Photographing the Sky at Night, The Basics

posted in Tutorials

Photographing the Sky at Night, The Basics

Sky at Night


Looking up at a cloudless sky at night, you’d be forgiven for thinking the vivid display of light is easy to photograph. A vast array of celestial objects revealing themselves to the naked eye. To some extent the sky at night is easy to photograph, it’s something that is simple for anyone with a DSLR and a tripod to do. But the main problem lies in understanding just how, that’s what I hope to help with.

Understanding Light

Before we think about how to photograph the sky at night, we need a little understanding about what exactly we’re photographing. There are millions of tiny little points of light up there, most of which are so dimly lit we can’t see them with our own eyes. Next time there’s a cloudless sky during sunset go out and do a little sky gazing. You’ll be amazed at how dark it gets before even some of the brightest stars become visible. Earth’s atmosphere is a pretty thick soup of particles scattering light, so really if you want to photograph the stars you need to make sure that they are the only light source around. This gives us two big considerations which far outweigh any technical hangups you might have about your equipment: Where and when?


Needless to say, you need a vantage point that has as little light pollution as possible when photographing the sky at night. It’s pretty alarming at how prominent light pollution can be here in the UK even when you’re a relatively good distance from large settlements. There are dark sky maps available that can help you with choosing a location ideal for photographing the stars, one of the best ones I’ve come across can be found on Need-Less about half way down the main page.

Aside from light pollution, we also have that thick soup of an atmosphere to consider too. High altitudes are beneficial although not essential as long as you have light pollution taken care of. Some of the best places on this front include Snowdonia in North Wales and much of North West Scotland including the Nevis Range.


It goes without saying that a cloudless night is all but essential, but the hard part is matching the lucky weather with the right lunar phase. The darkest part of the night is right in the middle between sunset and sunrise regardless of time of year, but to minimise other light sources you need to make sure that there is either a new moon or that your chosen time of night is before moonrise or after moonset so that the moon is below the horizon. It can be a bit of a juggling act getting the conditions right, but there’s usually a few good nights a year for it!

Camera Equipment

You actually need very little in the way of camera gear to photograph the sky at night, with just any modern DSLR and a tripod being the basic requirements. Saying that though, I’ve photographed the stars before without a tripod just by setting the camera on self timer mode and placing it screen-side down on the ground! It worked.

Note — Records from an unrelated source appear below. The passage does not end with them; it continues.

use std::sync::Arc;

use permissions::{FolderId, PermissionMask};

use crate::debug_acl;
use crate::error::AclResult;
use crate::path;
use crate::resolve::{self, Resolution};
use crate::rule::{AclRule, Subject};
use crate::store::{RuleChange, RuleStore};

/// Answers per-path permission queries for ACL-enabled folders.
///
/// The manager owns no state of its own beyond a handle to the [`RuleStore`].
/// It fetches only the rows that can influence a query (the subject's mappings
/// on the target's ancestor chain) and hands them to [`resolve::resolve`].
#[derive(Clone)]
pub struct AclManager {
    store: Arc<dyn RuleStore>,
}

impl AclManager {
    /// Creates a manager over `store`.
    #[must_use]
    pub fn new(store: Arc<dyn RuleStore>) -> Self {
        Self { store }
    }

    /// The underlying rule store.
    #[must_use]
    pub fn store(&self) -> &Arc<dyn RuleStore> {
        &self.store
    }

    /// Resolves the effective permission of `subject` at `target`.
    ///
    /// When `acl_enabled` is false the walk is skipped and `base` is returned
    /// unchanged, whatever rows exist for the folder.
    pub fn resolve(
        &self,
        folder: FolderId,
        acl_enabled: bool,
        subject: &Subject,
        target: &str,
        base: PermissionMask,
    ) -> AclResult<Resolution> {
        if !acl_enabled {
            return Ok(Resolution::inherited(base));
        }

        let chain = path::ancestors(target);
        let rules = self
            .store
            .rules_for_mappings(folder, &subject.mappings(), &chain)?;
        let resolution = resolve::resolve(&rules, subject, target, base);
        debug_acl::trace_resolution(folder, subject.user(), target, base, resolution.mask);
        Ok(resolution)
    }

    /// Stores or removes a rule.
    pub fn set_rule(&self, rule: AclRule) -> AclResult<RuleChange> {
        let traced = rule.clone();
        let change = self.store.upsert(rule)?;
        debug_acl::trace_rule_upserted(&traced, change);
        Ok(change)
    }

    /// Every rule of `folder`, shallow paths first.
    pub fn rules_for_folder(&self, folder: FolderId) -> AclResult<Vec<AclRule>> {
        self.store.rules_for_folder(folder)
    }

    /// Rules of `folder` attached exactly to `target`.
    pub fn rules_at(&self, folder: FolderId, target: &str) -> AclResult<Vec<AclRule>> {
        let target = path::normalize(target);
        Ok(self
            .store
            .rules_for_folder(folder)?
            .into_iter()
            .filter(|rule| rule.path() == target)
            .collect())
    }

    /// Removes every rule of `folder`.
    pub fn delete_folder_rules(&self, folder: FolderId) -> AclResult<usize> {
        self.store.delete_folder_rules(folder)
    }
}

impl std::fmt::Debug for AclManager {
    fn fmt(&self, f: &mut std::fmt::Formatter<'_>) -> std::fmt::Result {
        f.debug_struct("AclManager").finish_non_exhaustive()
    }
}
//! crates/folders/src/directory.rs
//! Identity provider seam: group membership and user/group existence.

use std::collections::BTreeSet;
use std::sync::atomic::{AtomicBool, Ordering};

use dashmap::{DashMap, DashSet};

use crate::error::{DirectoryError, DirectoryResult};

/// Read-only view of the host's users and groups.
///
/// Implementations apply their own timeouts. A lookup that cannot be answered
/// must return [`DirectoryError::Unavailable`] instead of a partial answer.
pub trait Directory: Send + Sync {
    /// Groups `user` belongs to.
    fn groups_for_user(&self, user: &str) -> DirectoryResult<BTreeSet<String>>;

    /// Returns `true` when the group exists.
    fn group_exists(&self, group: &str) -> DirectoryResult<bool>;

    /// Returns `true` when the user exists.
    fn user_exists(&self, user: &str) -> DirectoryResult<bool>;

    /// Members of `group`.
    fn users_in_group(&self, group: &str) -> DirectoryResult<BTreeSet<String>>;
}

/// In-process directory used by the CLI and tests.
///
/// Availability can be switched off to simulate an unreachable provider.
#[derive(Debug)]
pub struct MemoryDirectory {
    members: DashMap<String, BTreeSet<String>>,
    users: DashSet<String>,
    available: AtomicBool,
}

impl Default for MemoryDirectory {
    fn default() -> Self {
        Self::new()
    }
}

impl MemoryDirectory {
    /// Creates an empty, available directory.
    #[must_use]
    pub fn new() -> Self {
        Self {
            members: DashMap::new(),
            users: DashSet::new(),
            available: AtomicBool::new(true),
        }
    }

    /// Registers a user without group memberships.
    pub fn add_user(&self, user: &str) {
        self.users.insert(user.to_owned());
    }

    /// Registers an empty group.
    pub fn add_group(&self, group: &str) {
        self.members.entry(group.to_owned()).or_default();
    }

    /// Adds `user` to `group`, creating both as needed.
    pub fn add_member(&self, group: &str, user: &str) {
        self.add_user(user);
        self.members
            .entry(group.to_owned())
            .or_default()
            .insert(user.to_owned());
    }

    /// Removes `user` from `group`.
    pub fn remove_member(&self, group: &str, user: &str) -> bool {
        self.members
            .get_mut(group)
            .is_some_and(|mut members| members.remove(user))
    }

    /// Deletes a group. Returns `false` when it did not exist.
    pub fn remove_group(&self, group: &str) -> bool {
        self.members.remove(group).is_some()
    }

    /// Toggles availability. While unavailable every lookup fails.
    pub fn set_available(&self, available: bool) {
        self.available.store(available, Ordering::Release);
    }

    fn ensure_available(&self) -> DirectoryResult<()> {
        if self.available.load(Ordering::Acquire) {
            Ok(())
        } else {
            Err(DirectoryError::Unavailable(
                "in-memory directory switched off".to_owned(),
            ))
        }
    }
}

impl Directory for MemoryDirectory {
    fn groups_for_user(&self, user: &str) -> DirectoryResult<BTreeSet<String>> {
        self.ensure_available()?;
        Ok(self
            .members
            .iter()
            .filter(|entry| entry.value().contains(user))
            .map(|entry| entry.key().clone())
            .collect())
    }

    fn group_exists(&self, group: &str) -> DirectoryResult<bool> {
        self.ensure_available()?;
        Ok(self.members.contains_key(group))
    }

    fn user_exists(&self, user: &str) -> DirectoryResult<bool> {
        self.ensure_available()?;
        Ok(self.users.contains(user))
    }

    fn users_in_group(&self, group: &str) -> DirectoryResult<BTreeSet<String>> {
        self.ensure_available()?;
        Ok(self
            .members
            .get(group)
            .map(|members| members.value().clone())
            .unwrap_or_default())
    }
}

#[cfg(test)]
mod tests {
    use super::*;

    #[test]
    fn membership_lookups() {
        let directory = MemoryDirectory::new();
        directory.add_member("staff", "alice");
        directory.add_member("leads", "alice");
        directory.add_member("staff", "bob");
        directory.add_group("empty");

        let groups = directory.groups_for_user("alice").unwrap();
        assert_eq!(
            groups.into_iter().collect::<Vec<_>>(),
            vec!["leads".to_owned(), "staff".to_owned()]
        );
        assert!(directory.group_exists("empty").unwrap());
        assert!(directory.user_exists("bob").unwrap());
        assert!(!directory.user_exists("carol").unwrap());
        assert_eq!(directory.users_in_group("staff").unwrap().len(), 2);
        assert!(directory.users_in_group("missing").unwrap().is_empty());
    }

    #[test]
    fn removing_members_and_groups() {
        let directory = MemoryDirectory::new();
        directory.add_member("staff", "alice");
        assert!(directory.remove_member("staff", "alice"));
        assert!(!directory.remove_member("staff", "alice"));
        assert!(directory.remove_group("staff"));
        assert!(!directory.group_exists("staff").unwrap());
    }

    #[test]
    fn unavailable_directory_fails_every_lookup() {
        let directory = MemoryDirectory::new();
        directory.add_member("staff", "alice");
        directory.set_available(false);
        assert!(directory.groups_for_user("alice").is_err());
        assert!(directory.group_exists("staff").is_err());
        assert!(directory.user_exists("alice").is_err());
        assert!(directory.users_in_group("staff").is_err());
        directory.set_available(true);
        assert!(directory.groups_for_user("alice").is_ok());
    }
}
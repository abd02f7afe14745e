use std::fmt;

use super::mask::PermissionMask;

/// A single permission bit as a strongly-typed value.
#[derive(Clone, Copy, Debug, Eq, Hash, PartialEq, Ord, PartialOrd)]
pub enum KnownPermission {
    /// [`PermissionMask::READ`].
    Read,
    /// [`PermissionMask::UPDATE`].
    Update,
    /// [`PermissionMask::CREATE`].
    Create,
    /// [`PermissionMask::DELETE`].
    Delete,
    /// [`PermissionMask::SHARE`].
    Share,
}

impl KnownPermission {
    /// Every permission in ascending bit order.
    pub const ALL: [Self; 5] = [
        Self::Read,
        Self::Update,
        Self::Create,
        Self::Delete,
        Self::Share,
    ];

    /// Returns the single-bit mask for this permission.
    #[must_use]
    pub const fn as_mask(self) -> PermissionMask {
        match self {
            Self::Read => PermissionMask::READ,
            Self::Update => PermissionMask::UPDATE,
            Self::Create => PermissionMask::CREATE,
            Self::Delete => PermissionMask::DELETE,
            Self::Share => PermissionMask::SHARE,
        }
    }

    /// Lowercase name used in diagnostics and configuration files.
    #[must_use]
    pub const fn name(self) -> &'static str {
        match self {
            Self::Read => "read",
            Self::Update => "update",
            Self::Create => "create",
            Self::Delete => "delete",
            Self::Share => "share",
        }
    }

    /// Letter used by the compact mask notation (`rucds`).
    #[must_use]
    pub const fn letter(self) -> char {
        match self {
            Self::Read => 'r',
            Self::Update => 'u',
            Self::Create => 'c',
            Self::Delete => 'd',
            Self::Share => 's',
        }
    }

    /// Parses a compact-notation letter. `w` is accepted as an alias for update.
    #[must_use]
    pub const fn from_letter(letter: char) -> Option<Self> {
        match letter.to_ascii_lowercase() {
            'r' => Some(Self::Read),
            'u' | 'w' => Some(Self::Update),
            'c' => Some(Self::Create),
            'd' => Some(Self::Delete),
            's' => Some(Self::Share),
            _ => None,
        }
    }

    /// Parses a permission name such as `read` or `write`.
    #[must_use]
    pub fn from_name(name: &str) -> Option<Self> {
        match name.to_ascii_lowercase().as_str() {
            "read" => Some(Self::Read),
            "update" | "write" => Some(Self::Update),
            "create" => Some(Self::Create),
            "delete" => Some(Self::Delete),
            "share" => Some(Self::Share),
            _ => None,
        }
    }

    pub(super) const fn from_bit(bit: u32) -> Option<Self> {
        match bit {
            _ if bit == PermissionMask::READ.bits() => Some(Self::Read),
            _ if bit == PermissionMask::UPDATE.bits() => Some(Self::Update),
            _ if bit == PermissionMask::CREATE.bits() => Some(Self::Create),
            _ if bit == PermissionMask::DELETE.bits() => Some(Self::Delete),
            _ if bit == PermissionMask::SHARE.bits() => Some(Self::Share),
            _ => None,
        }
    }
}

impl fmt::Display for KnownPermission {
    fn fmt(&self, f: &mut fmt::Formatter<'_>) -> fmt::Result {
        f.write_str(self.name())
    }
}
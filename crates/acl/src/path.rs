//! Folder-relative path handling.
//!
//! Rules are keyed by the normalized form of a path: no leading or trailing
//! separator, no empty or `.` segments. The folder root is the empty string.
//! `..` removes the previous segment and never climbs above the root.

/// Returns the normalized form of `path`.
#[must_use]
pub fn normalize(path: &str) -> String {
    let mut segments: Vec<&str> = Vec::new();
    for segment in path.split(['/', '\\']) {
        match segment {
            "" | "." => {}
            ".." => {
                segments.pop();
            }
            other => segments.push(other),
        }
    }
    segments.join("/")
}

/// Number of segments in a normalized path. The root has depth zero.
#[must_use]
pub fn depth(normalized: &str) -> usize {
    if normalized.is_empty() {
        0
    } else {
        normalized.split('/').count()
    }
}

/// Parent of a normalized path, or `None` for the root.
#[must_use]
pub fn parent(normalized: &str) -> Option<&str> {
    if normalized.is_empty() {
        return None;
    }
    Some(normalized.rsplit_once('/').map_or("", |(parent, _)| parent))
}

/// Final segment of a normalized path; empty for the root.
#[must_use]
pub fn file_name(normalized: &str) -> &str {
    normalized
        .rsplit_once('/')
        .map_or(normalized, |(_, name)| name)
}

/// Every ancestor of `path` from the folder root down to the path itself.
///
/// `a/b/c` yields `["", "a", "a/b", "a/b/c"]`.
#[must_use]
pub fn ancestors(path: &str) -> Vec<String> {
    let normalized = normalize(path);
    let mut chain = Vec::with_capacity(depth(&normalized) + 1);
    chain.push(String::new());
    let mut end = 0;
    for segment in normalized.split('/').filter(|segment| !segment.is_empty()) {
        end += segment.len();
        chain.push(normalized[..end].to_owned());
        end += 1;
    }
    chain
}
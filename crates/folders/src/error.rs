//! Error types for the folder registry and the identity provider seam.

use permissions::FolderId;
use thiserror::Error;

/// Errors raised by [`FolderRegistry`](crate::FolderRegistry) operations.
#[derive(Debug, Clone, PartialEq, Eq, Error)]
pub enum RegistryError {
    /// No folder has this id.
    #[error("group folder {0} does not exist")]
    NotFound(FolderId),

    /// Another folder already uses the mount point.
    #[error("mount point '{mount_point}' is already used by folder {existing}")]
    Conflict {
        /// The requested mount point.
        mount_point: String,
        /// Folder currently holding it.
        existing: FolderId,
    },

    /// The mount point is empty once surrounding separators are removed.
    #[error("mount point '{0}' is empty")]
    InvalidMountPoint(String),

    /// A negative quota other than the unlimited sentinel.
    #[error("quota {0} is invalid: use -3 for unlimited or a byte count >= 0")]
    InvalidQuota(i64),

    /// The API server value is not an absolute http(s) URL.
    #[error("API server '{value}' is invalid: {reason}")]
    InvalidApiServer {
        /// The rejected value.
        value: String,
        /// Why it was rejected.
        reason: String,
    },
}

/// Result type for registry operations.
pub type RegistryResult<T> = Result<T, RegistryError>;

/// Failure of the identity provider.
#[derive(Debug, Clone, PartialEq, Eq, Error)]
pub enum DirectoryError {
    /// The provider could not be reached or did not answer in time.
    #[error("identity provider unavailable: {0}")]
    Unavailable(String),
}

/// Result type for identity provider lookups.
pub type DirectoryResult<T> = Result<T, DirectoryError>;
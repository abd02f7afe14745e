//! Permission queries: effective permission, mounts and operation checks.

use acl::{Subject, path};
use folders::Folder;
use mounts::{MountDescriptor, visible_permission};
use permissions::{FolderId, PermissionMask};

use super::GroupFolders;
use crate::error::{EngineError, EngineResult};
use crate::operation::Operation;

/// A folder as seen by one user: its snapshot, the user's subject and the
/// top-level mask the ACL walk starts from.
struct Access {
    folder: Folder,
    subject: Subject,
    base: PermissionMask,
}

impl GroupFolders {
    /// Effective permission of `user` at `path` inside `folder`.
    ///
    /// Fails with `NotFound` when the folder does not exist, `NotAuthorized`
    /// when it is not mounted for the user and `Unavailable` when membership
    /// cannot be resolved.
    pub fn resolve_effective_permission(
        &self,
        user: &str,
        folder: FolderId,
        path: &str,
    ) -> EngineResult<PermissionMask> {
        let access = self.access(user, folder)?;
        self.permission_at(&access, path)
    }

    /// Every folder mounted for `user`, ordered by mount point.
    pub fn list_mounts_for_user(&self, user: &str) -> EngineResult<Vec<MountDescriptor>> {
        Ok(self.resolver.mounts_for_user(&self.registry, user)?)
    }

    /// Mount of one folder for `user`, or `None` when it is not mounted for
    /// them.
    pub fn mount_for_user(
        &self,
        user: &str,
        folder: FolderId,
    ) -> EngineResult<Option<MountDescriptor>> {
        let folder = self.registry.get(folder)?;
        let groups = self.resolver.groups_for(user)?;
        Ok(self.resolver.mount_for_user(folder, user, &groups)?)
    }

    /// Authorizes `operation` by `user` at `path` inside `folder`.
    ///
    /// Called by the storage layer before every mutation. Each operation
    /// needs one bit: READ to read, UPDATE to write, DELETE to delete, SHARE
    /// to share and CREATE on the parent of the created path to create, copy
    /// or rename. Copying also needs READ on the source and renaming DELETE
    /// on it. Template-only folders additionally reject anything that is not
    /// a template document.
    pub fn check_operation(
        &self,
        user: &str,
        folder: FolderId,
        path: &str,
        operation: &Operation,
    ) -> EngineResult<()> {
        let access = self.access(user, folder)?;

        let source_bit = match operation {
            Operation::Copy { .. } => Some(PermissionMask::READ),
            Operation::Rename { .. } => Some(PermissionMask::DELETE),
            other => other.required_at_target(),
        };
        if let Some(bit) = source_bit {
            self.require(&access, path, bit, operation)?;
        }

        if let Some(created) = operation.created_path(path) {
            let created = path::normalize(created);
            let Some(parent) = path::parent(&created) else {
                return Err(EngineError::InvalidArgument(format!(
                    "{} needs a path below the folder root",
                    operation.name()
                )));
            };
            self.require(&access, parent, PermissionMask::CREATE, operation)?;
        }

        self.guard.check(&access.folder, path, operation)?;
        logging::trace_guard!(
            user = %user,
            folder = %folder,
            path = %path,
            operation = %operation,
            "operation_allowed"
        );
        Ok(())
    }

    fn access(&self, user: &str, folder: FolderId) -> EngineResult<Access> {
        let folder = self.registry.get(folder)?;
        let groups = self.resolver.groups_for(user)?;
        let base = visible_permission(&folder, user, &groups).ok_or_else(|| {
            EngineError::NotAuthorized(format!(
                "folder '{}' is not mounted for '{user}'",
                folder.mount_point()
            ))
        })?;
        Ok(Access {
            subject: Subject::new(user, groups),
            folder,
            base,
        })
    }

    fn permission_at(&self, access: &Access, target: &str) -> EngineResult<PermissionMask> {
        let resolution = self.acl.resolve(
            access.folder.id(),
            access.folder.acl_enabled(),
            &access.subject,
            target,
            access.base,
        )?;
        if path::normalize(target).is_empty() {
            Ok(self.resolver.options().root_permission(resolution.mask))
        } else {
            Ok(resolution.mask)
        }
    }

    fn require(
        &self,
        access: &Access,
        target: &str,
        bit: PermissionMask,
        operation: &Operation,
    ) -> EngineResult<()> {
        let granted = self.permission_at(access, target)?;
        if granted.contains(bit) {
            return Ok(());
        }
        logging::trace_guard!(
            user = %access.subject.user(),
            folder = %access.folder.id(),
            path = %target,
            operation = %operation,
            missing = %bit,
            "operation_denied"
        );
        Err(EngineError::NotAuthorized(format!(
            "{} on '/{}' in '{}' needs {bit} permission",
            operation.name(),
            path::normalize(target),
            access.folder.mount_point()
        )))
    }
}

There are a couple of optional extras that will make photographing the sky at night a little easier and more successful though. If you want to fit in a large volume of stars, such as the Milky Way, then a wide angle lens or even a fisheye lens is a great investment and can give amazing results. A wired or wireless shutter release is a cheap and effective way of reducing camera shake to a minimum as it avoids you having to touch the camera at the start of the exposure which can cause vibration.

LandscapeCamera Settings

We’re sat on a spinning little rock hurtling through space; a combination of low light and high speed motion that would be a nightmare even for sports photographers! Needless to say, if you want a sharp shot you’re going to need to be gathering a lot of light and keeping shutter speed as quick as possible. Of course, this is relative and what might be a quick shutter speed for most subjects will be barely a blip while photographing the sky at night.

In this photograph of the Milky Way in the article, I used ISO 6400 with the lens set to f/2.8 which gave me a shutter speed of 15 seconds. I normally use this as a good starting point whenever I want to photograph the sky at night or night time landscapes where I want to emphasise the sky rather than the land.

It’s worth baring in mind that any exposure longer than 30 seconds will result in motion blur being visible in the some of the stars due to the rotation of the Earth. That might not sound like such a big issue, in fact its desirable if you’re going for a longer exposure shot (or even exposure stacking) to capture the rotation, but if you’re aiming to expose some of the least bright stars in the sky then they’ll fade to nothing as they smear across the frame. They need that cumulative exposure in a single position in the frame to even appear in some cases!


There are many other ways to photograph the sky at night, many of which can be quite time consuming, involved and expensive. The use of telescopes and tracking mounts to counteract the motion of the Earth allowing for much longer exposures can yield some amazing results, should you decide that astrophotography is something you’d like to invest more in. But for the time being, immerse yourself in the basics outlined here and get experimenting!